Back on the Trace, we visited the Meriwether Lewis monument. He was the Lewis in “Lewis and Clark”
and life went downhill for him in the years after his journey across the continent, and he shot himself here on his way from Natchez to Washington. We also walked a number of trails through the forest. The rocks here are layered sandstone, and they result in many beautiful, stepped waterfalls. As the leaves are only just coming out, there’s plenty of light for the spring wildflowers: phlox, trilliums, delphiniums, violets, pansies, and a lot more we didn’t recognize. Above them is the understory of purple redbud trees and cream dogwoods. I’d expected the forests this far south to look more tropical, but they are very similar to
the forests in our area, a mixture of pines and hardwoods. I also expected more bugs. There are a few mosquitoes, but no biting flies at the moment. We don’t miss them!
There are also “historical markers” along the Trace, some of them interesting and some of them, like the “Dogwood Mudhole was two miles from here”, that we classified as an “anti-boredom marker”, something to get you out of your car and reading a sign.
As it was a Friday we were early looking for a campsite.
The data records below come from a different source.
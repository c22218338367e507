//! Common types used throughout splice.

// =============================================================================
// Time and Frame Counts
// =============================================================================

/// Absolute sample time on the host's monotonically increasing sample counter.
///
/// Signed because hosts may schedule events before the start of the current
/// render call ("late" events).
pub type SampleTime = i64;

/// Number of audio frames.
pub type FrameCount = u32;

// =============================================================================
// Parameters
// =============================================================================

/// Raw parameter address as delivered by the host.
pub type RawAddress = u64;

/// Plain (non-normalized) parameter value.
pub type ParameterValue = f32;

// =============================================================================
// Channel Limits
// =============================================================================

/// Maximum number of audio channels per segment buffer.
///
/// Segment views are built on the stack for every sub-range of a render
/// call, so the channel storage is a fixed-size array. 32 channels covers
/// 22.2 surround with headroom.
pub const MAX_CHANNELS: usize = 32;
//! Derive macro for the `ParameterAddress` trait.
//!
//! This module implements `#[derive(ParameterAddress)]`, which turns a
//! fieldless enum into a kernel's closed set of parameter addresses.
//!
//! # Example
//!
//! ```ignore
//! #[derive(Debug, Clone, Copy, PartialEq, Eq, ParameterAddress)]
//! pub enum NoteGateAddress {
//!     #[address = 0]
//!     SendNote,               // identifier "sendNote"
//!     #[address = 1]
//!     #[identifier = "midiNoteNumber"]
//!     NoteNumber,
//! }
//! ```

use proc_macro2::TokenStream;
use quote::quote;
use syn::{Data, DeriveInput, Fields};

/// Information about a single enum variant.
struct VariantInfo {
    /// The variant identifier (e.g., `SendNote`)
    ident: syn::Ident,
    /// Host address (from `#[address = N]` or the variant's position)
    address: u64,
    /// Stable identifier (from `#[identifier = "..."]` or lowerCamelCase ident)
    identifier: String,
}

/// Parse and generate the ParameterAddress implementation for an enum.
pub fn derive_parameter_address_impl(input: DeriveInput) -> syn::Result<TokenStream> {
    let data_enum = match &input.data {
        Data::Enum(e) => e,
        _ => {
            return Err(syn::Error::new_spanned(
                &input,
                "#[derive(ParameterAddress)] only supports enums",
            ))
        }
    };

    let mut variants: Vec<VariantInfo> = Vec::new();
    for (position, variant) in data_enum.variants.iter().enumerate() {
        if !matches!(variant.fields, Fields::Unit) {
            return Err(syn::Error::new_spanned(
                variant,
                "#[derive(ParameterAddress)] only supports unit variants (no fields)",
            ));
        }

        let address = match extract_address_attribute(&variant.attrs)? {
            Some(address) => address,
            None => position as u64,
        };

        if let Some(existing) = variants.iter().find(|v| v.address == address) {
            return Err(syn::Error::new_spanned(
                variant,
                format!(
                    "duplicate parameter address {} (already used by `{}`)",
                    address, existing.ident
                ),
            ));
        }

        let identifier = extract_identifier_attribute(&variant.attrs)?
            .unwrap_or_else(|| lower_camel_case(&variant.ident.to_string()));

        variants.push(VariantInfo {
            ident: variant.ident.clone(),
            address,
            identifier,
        });
    }

    if variants.is_empty() {
        return Err(syn::Error::new_spanned(
            &input,
            "#[derive(ParameterAddress)] requires at least one variant",
        ));
    }

    let enum_name = &input.ident;
    let (impl_generics, ty_generics, where_clause) = input.generics.split_for_impl();
    let count = variants.len();

    let idents: Vec<&syn::Ident> = variants.iter().map(|v| &v.ident).collect();

    let from_raw_arms = variants.iter().map(|v| {
        let ident = &v.ident;
        let address = v.address;
        quote! { #address => Some(#enum_name::#ident), }
    });

    let raw_arms = variants.iter().map(|v| {
        let ident = &v.ident;
        let address = v.address;
        quote! { #enum_name::#ident => #address, }
    });

    let index_arms = variants.iter().enumerate().map(|(idx, v)| {
        let ident = &v.ident;
        quote! { #enum_name::#ident => #idx, }
    });

    let identifier_arms = variants.iter().map(|v| {
        let ident = &v.ident;
        let identifier = &v.identifier;
        quote! { #enum_name::#ident => #identifier, }
    });

    Ok(quote! {
        impl #impl_generics ::splice::core::ParameterAddress for #enum_name #ty_generics #where_clause {
            const COUNT: usize = #count;
            const ALL: &'static [Self] = &[#(#enum_name::#idents),*];

            fn from_raw(raw: ::splice::core::RawAddress) -> Option<Self> {
                match raw {
                    #(#from_raw_arms)*
                    _ => None,
                }
            }

            fn raw(self) -> ::splice::core::RawAddress {
                match self {
                    #(#raw_arms)*
                }
            }

            fn index(self) -> usize {
                match self {
                    #(#index_arms)*
                }
            }

            fn identifier(self) -> &'static str {
                match self {
                    #(#identifier_arms)*
                }
            }
        }
    })
}

/// Extract the host address from an `#[address = N]` attribute.
fn extract_address_attribute(attrs: &[syn::Attribute]) -> syn::Result<Option<u64>> {
    for attr in attrs {
        if attr.path().is_ident("address") {
            let name_value = attr.meta.require_name_value()?;
            if let syn::Expr::Lit(syn::ExprLit {
                lit: syn::Lit::Int(lit_int),
                ..
            }) = &name_value.value
            {
                return Ok(Some(lit_int.base10_parse::<u64>()?));
            }
            return Err(syn::Error::new_spanned(
                attr,
                "expected #[address = N] with an integer literal",
            ));
        }
    }
    Ok(None)
}

/// Extract the identifier from an `#[identifier = "..."]` attribute.
fn extract_identifier_attribute(attrs: &[syn::Attribute]) -> syn::Result<Option<String>> {
    for attr in attrs {
        if attr.path().is_ident("identifier") {
            let name_value = attr.meta.require_name_value()?;
            if let syn::Expr::Lit(syn::ExprLit {
                lit: syn::Lit::Str(lit_str),
                ..
            }) = &name_value.value
            {
                let value = lit_str.value();
                if value.is_empty() {
                    return Err(syn::Error::new_spanned(
                        attr,
                        "parameter identifier cannot be empty",
                    ));
                }
                return Ok(Some(value));
            }
            return Err(syn::Error::new_spanned(
                attr,
                "expected #[identifier = \"...\"] with a string literal",
            ));
        }
    }
    Ok(None)
}

/// `MidiNoteNumber` -> `midiNoteNumber`.
fn lower_camel_case(ident: &str) -> String {
    let mut chars = ident.chars();
    match chars.next() {
        Some(first) => first.to_lowercase().chain(chars).collect(),
        None => String::new(),
    }
}

#[cfg(test)]
mod tests {
    use super::*;

    #[test]
    fn test_lower_camel_case() {
        assert_eq!(lower_camel_case("MidiNoteNumber"), "midiNoteNumber");
        assert_eq!(lower_camel_case("Gain"), "gain");
    }

    #[test]
    fn test_generates_impl() {
        let input: DeriveInput = syn::parse_quote! {
            enum Address {
                #[address = 3]
                Level,
                Mix,
            }
        };
        let tokens = derive_parameter_address_impl(input).unwrap().to_string();
        assert!(tokens.contains("ParameterAddress for Address"));
        assert!(tokens.contains("\"level\""));
        assert!(tokens.contains("3u64"));
        assert!(tokens.contains("1u64"));
        assert!(tokens.contains("\"mix\""));
    }

    #[test]
    fn test_rejects_duplicate_address() {
        let input: DeriveInput = syn::parse_quote! {
            enum Address {
                #[address = 1]
                A,
                B,
            }
        };
        let err = derive_parameter_address_impl(input).unwrap_err();
        assert!(err.to_string().contains("duplicate parameter address 1"));
    }

    #[test]
    fn test_rejects_fields() {
        let input: DeriveInput = syn::parse_quote! {
            enum Address {
                Level(f32),
            }
        };
        assert!(derive_parameter_address_impl(input).is_err());
    }
}
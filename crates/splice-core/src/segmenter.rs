//! Sample-accurate event segmentation.
//!
//! A render call asks for `frame_count` frames starting at an absolute
//! sample time, together with a time-ordered run of [`RenderEvent`]s. The
//! segmenter cuts the call into contiguous sub-ranges at event times and, for
//! each sub-range:
//!
//! 1. asks the [`SegmentProcessor`] to render the sub-range, then
//! 2. delivers every event due at the sub-range's end, in sequence order.
//!
//! An event at time `t` therefore affects every frame from offset
//! `t - start` on and no frame before it.
//!
//! ```text
//! start                    t0          t1=t2                    start+F
//!   |------- segment ------|-- segment --|-------- segment --------|
//!                          ^ e0          ^ e1, e2 (FIFO)
//! ```
//!
//! Events at or before the cursor ("late" events) produce no segment and are
//! delivered immediately. Events at or past the end of the call are left
//! for a later call.
//!
//! # Real-Time Safety
//!
//! No allocation, no locking. Work is O(frame_count + events).

use crate::event::RenderEvent;
use crate::types::{FrameCount, SampleTime};

// =============================================================================
// Processor Seam
// =============================================================================

/// Callbacks driven by [`process_with_events()`].
pub trait SegmentProcessor {
    /// Render `frame_count` frames starting at absolute time `now`.
    ///
    /// `frame_offset` is the position of the first frame inside the host's
    /// buffers for this render call. `frame_count` is never zero.
    fn process_segment(&mut self, now: SampleTime, frame_offset: FrameCount, frame_count: FrameCount);

    /// Apply one event. `now` is the cursor time, which may be later than
    /// the event's own timestamp.
    fn handle_event(&mut self, now: SampleTime, event: &RenderEvent<'_>);
}

// =============================================================================
// Cursor
// =============================================================================

/// Position inside one render call.
#[derive(Debug, Clone, Copy, PartialEq, Eq)]
pub struct ProcessingCursor {
    now: SampleTime,
    frames_remaining: FrameCount,
    frame_count: FrameCount,
}

impl ProcessingCursor {
    /// Cursor at the start of a render call.
    pub const fn new(start: SampleTime, frame_count: FrameCount) -> Self {
        Self {
            now: start,
            frames_remaining: frame_count,
            frame_count,
        }
    }

    /// Absolute sample time of the next frame to render.
    #[inline]
    pub const fn now(&self) -> SampleTime {
        self.now
    }

    /// Frames still to render in this call.
    #[inline]
    pub const fn frames_remaining(&self) -> FrameCount {
        self.frames_remaining
    }

    /// Offset of the next frame inside the host buffers.
    #[inline]
    pub const fn frame_offset(&self) -> FrameCount {
        self.frame_count - self.frames_remaining
    }

    /// Returns true once every frame has been rendered.
    #[inline]
    pub const fn is_finished(&self) -> bool {
        self.frames_remaining == 0
    }

    /// Frames from the cursor up to `time`, clamped to `0..=frames_remaining`.
    #[inline]
    pub fn frames_until(&self, time: SampleTime) -> FrameCount {
        let delta = time.saturating_sub(self.now).max(0);
        FrameCount::try_from(delta)
            .unwrap_or(FrameCount::MAX)
            .min(self.frames_remaining)
    }

    /// Consume `frames` frames. Callers never pass more than remain.
    #[inline]
    pub fn advance(&mut self, frames: FrameCount) {
        debug_assert!(frames <= self.frames_remaining);
        self.frames_remaining -= frames;
        self.now += SampleTime::from(frames);
    }
}

// =============================================================================
// Statistics
// =============================================================================

/// What one render call did.
#[derive(Debug, Clone, Copy, PartialEq, Eq, Default)]
pub struct RenderStats {
    /// Segments handed to the processor.
    pub segments: u32,
    /// Frames rendered across all segments.
    pub frames: FrameCount,
    /// Events delivered.
    pub events: u32,
}

// =============================================================================
// Dispatch
// =============================================================================

/// Render `frame_count` frames from `start`, splitting at event times.
///
/// `events` must be ordered by non-decreasing `sample_time`. Events due
/// after the last rendered frame are not consumed.
///
/// # Example
///
/// ```ignore
/// let events = [RenderEvent::parameter(start + 200, 0, 0.5)];
/// let stats = process_with_events(&mut processor, start, 512, &events);
/// assert_eq!(stats.segments, 2);
/// ```
pub fn process_with_events<'e, 'a: 'e, P>(
    processor: &mut P,
    start: SampleTime,
    frame_count: FrameCount,
    events: impl IntoIterator<Item = &'e RenderEvent<'a>>,
) -> RenderStats
where
    P: SegmentProcessor + ?Sized,
{
    let mut stats = RenderStats::default();
    let mut cursor = ProcessingCursor::new(start, frame_count);
    let mut events = events.into_iter().peekable();

    while !cursor.is_finished() {
        let Some(next) = events.peek() else {
            let remaining = cursor.frames_remaining();
            render(processor, &mut cursor, remaining, &mut stats);
            break;
        };

        let segment_len = cursor.frames_until(next.sample_time);
        if segment_len > 0 {
            render(processor, &mut cursor, segment_len, &mut stats);
            if cursor.is_finished() {
                break;
            }
        }

        let now = cursor.now();
        while let Some(event) = events.next_if(|event| event.sample_time <= now) {
            processor.handle_event(now, event);
            stats.events += 1;
        }
    }

    stats
}

#[inline]
fn render<P: SegmentProcessor + ?Sized>(
    processor: &mut P,
    cursor: &mut ProcessingCursor,
    frames: FrameCount,
    stats: &mut RenderStats,
) {
    if frames == 0 {
        return;
    }
    processor.process_segment(cursor.now(), cursor.frame_offset(), frames);
    cursor.advance(frames);
    stats.segments += 1;
    stats.frames += frames;
}

#[cfg(test)]
mod tests {
    use super::*;
    use crate::event::RenderEventKind;

    #[derive(Debug, Clone, PartialEq)]
    enum Call {
        Segment {
            now: SampleTime,
            offset: FrameCount,
            frames: FrameCount,
        },
        Event {
            now: SampleTime,
            address: u64,
        },
    }

    #[derive(Default)]
    struct Recorder {
        calls: Vec<Call>,
    }

    impl SegmentProcessor for Recorder {
        fn process_segment(&mut self, now: SampleTime, frame_offset: FrameCount, frame_count: FrameCount) {
            self.calls.push(Call::Segment {
                now,
                offset: frame_offset,
                frames: frame_count,
            });
        }

        fn handle_event(&mut self, now: SampleTime, event: &RenderEvent<'_>) {
            let address = match event.kind {
                RenderEventKind::Parameter(p) => p.address,
                _ => u64::MAX,
            };
            self.calls.push(Call::Event { now, address });
        }
    }

    fn segment_lengths(calls: &[Call]) -> Vec<FrameCount> {
        calls
            .iter()
            .filter_map(|call| match call {
                Call::Segment { frames, .. } => Some(*frames),
                _ => None,
            })
            .collect()
    }

    #[test]
    fn test_no_events_single_segment() {
        let mut recorder = Recorder::default();
        let events: [RenderEvent; 0] = [];
        let stats = process_with_events(&mut recorder, 1000, 256, &events);

        assert_eq!(
            recorder.calls,
            vec![Call::Segment {
                now: 1000,
                offset: 0,
                frames: 256
            }]
        );
        assert_eq!(stats.segments, 1);
        assert_eq!(stats.frames, 256);
        assert_eq!(stats.events, 0);
    }

    #[test]
    fn test_split_at_event() {
        let mut recorder = Recorder::default();
        let events = [RenderEvent::parameter(200, 1, 0.5)];
        process_with_events(&mut recorder, 0, 512, &events);

        assert_eq!(
            recorder.calls,
            vec![
                Call::Segment {
                    now: 0,
                    offset: 0,
                    frames: 200
                },
                Call::Event { now: 200, address: 1 },
                Call::Segment {
                    now: 200,
                    offset: 200,
                    frames: 312
                },
            ]
        );
    }

    #[test]
    fn test_segments_cover_frame_count() {
        let mut recorder = Recorder::default();
        let events = [
            RenderEvent::parameter(103, 0, 0.0),
            RenderEvent::parameter(150, 0, 0.0),
            RenderEvent::parameter(150, 0, 0.0),
            RenderEvent::parameter(399, 0, 0.0),
        ];
        let stats = process_with_events(&mut recorder, 100, 300, &events);

        let lengths = segment_lengths(&recorder.calls);
        assert_eq!(lengths, vec![3, 47, 249, 1]);
        assert_eq!(lengths.iter().sum::<FrameCount>(), 300);
        assert_eq!(stats.frames, 300);
        assert_eq!(stats.events, 4);
    }

    #[test]
    fn test_late_events_delivered_first() {
        let mut recorder = Recorder::default();
        let events = [
            RenderEvent::parameter(10, 1, 0.0),
            RenderEvent::parameter(64, 2, 0.0),
        ];
        let stats = process_with_events(&mut recorder, 64, 32, &events);

        assert_eq!(
            recorder.calls,
            vec![
                Call::Event { now: 64, address: 1 },
                Call::Event { now: 64, address: 2 },
                Call::Segment {
                    now: 64,
                    offset: 0,
                    frames: 32
                },
            ]
        );
        assert_eq!(stats.events, 2);
    }

    #[test]
    fn test_simultaneous_events_fifo() {
        let mut recorder = Recorder::default();
        let events = [
            RenderEvent::parameter(16, 5, 0.0),
            RenderEvent::parameter(16, 3, 0.0),
            RenderEvent::parameter(16, 9, 0.0),
        ];
        process_with_events(&mut recorder, 0, 32, &events);

        let order: Vec<u64> = recorder
            .calls
            .iter()
            .filter_map(|call| match call {
                Call::Event { address, .. } => Some(*address),
                _ => None,
            })
            .collect();
        assert_eq!(order, vec![5, 3, 9]);
        assert_eq!(segment_lengths(&recorder.calls), vec![16, 16]);
        // All three land between the two segments
        assert!(matches!(recorder.calls[1], Call::Event { .. }));
        assert!(matches!(recorder.calls[3], Call::Event { .. }));
        assert!(matches!(recorder.calls[4], Call::Segment { .. }));
    }

    #[test]
    fn test_future_events_not_consumed() {
        let mut recorder = Recorder::default();
        let events = [
            RenderEvent::parameter(40, 1, 0.0),
            RenderEvent::parameter(64, 2, 0.0),
            RenderEvent::parameter(5000, 3, 0.0),
        ];
        let stats = process_with_events(&mut recorder, 0, 64, &events);

        assert_eq!(segment_lengths(&recorder.calls), vec![40, 24]);
        assert_eq!(stats.events, 1);
        assert_eq!(stats.frames, 64);
    }

    #[test]
    fn test_zero_frames_is_noop() {
        let mut recorder = Recorder::default();
        let events = [RenderEvent::parameter(0, 1, 0.0)];
        let stats = process_with_events(&mut recorder, 0, 0, &events);

        assert!(recorder.calls.is_empty());
        assert_eq!(stats, RenderStats::default());
    }

    #[test]
    fn test_cursor_frames_until() {
        let cursor = ProcessingCursor::new(100, 50);
        assert_eq!(cursor.frames_until(90), 0);
        assert_eq!(cursor.frames_until(120), 20);
        assert_eq!(cursor.frames_until(SampleTime::MAX), 50);
        assert_eq!(cursor.frame_offset(), 0);
    }
}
We’d crossed from Tennessee into a corner of
Alabama and then quickly into Mississippi, and we ended up there at Tishomingo state park, on the edge of Haines Lake. The campground there has lakeshore, a stream, a heron or two, and five mallards that run the place. After visiting our doorway to extract the usual camping fees (bread rolls), they preened for a few minutes and then curled up next to us by the picnic table and dozed off. The drake kept one eye open in case we brought any more food out.
Next.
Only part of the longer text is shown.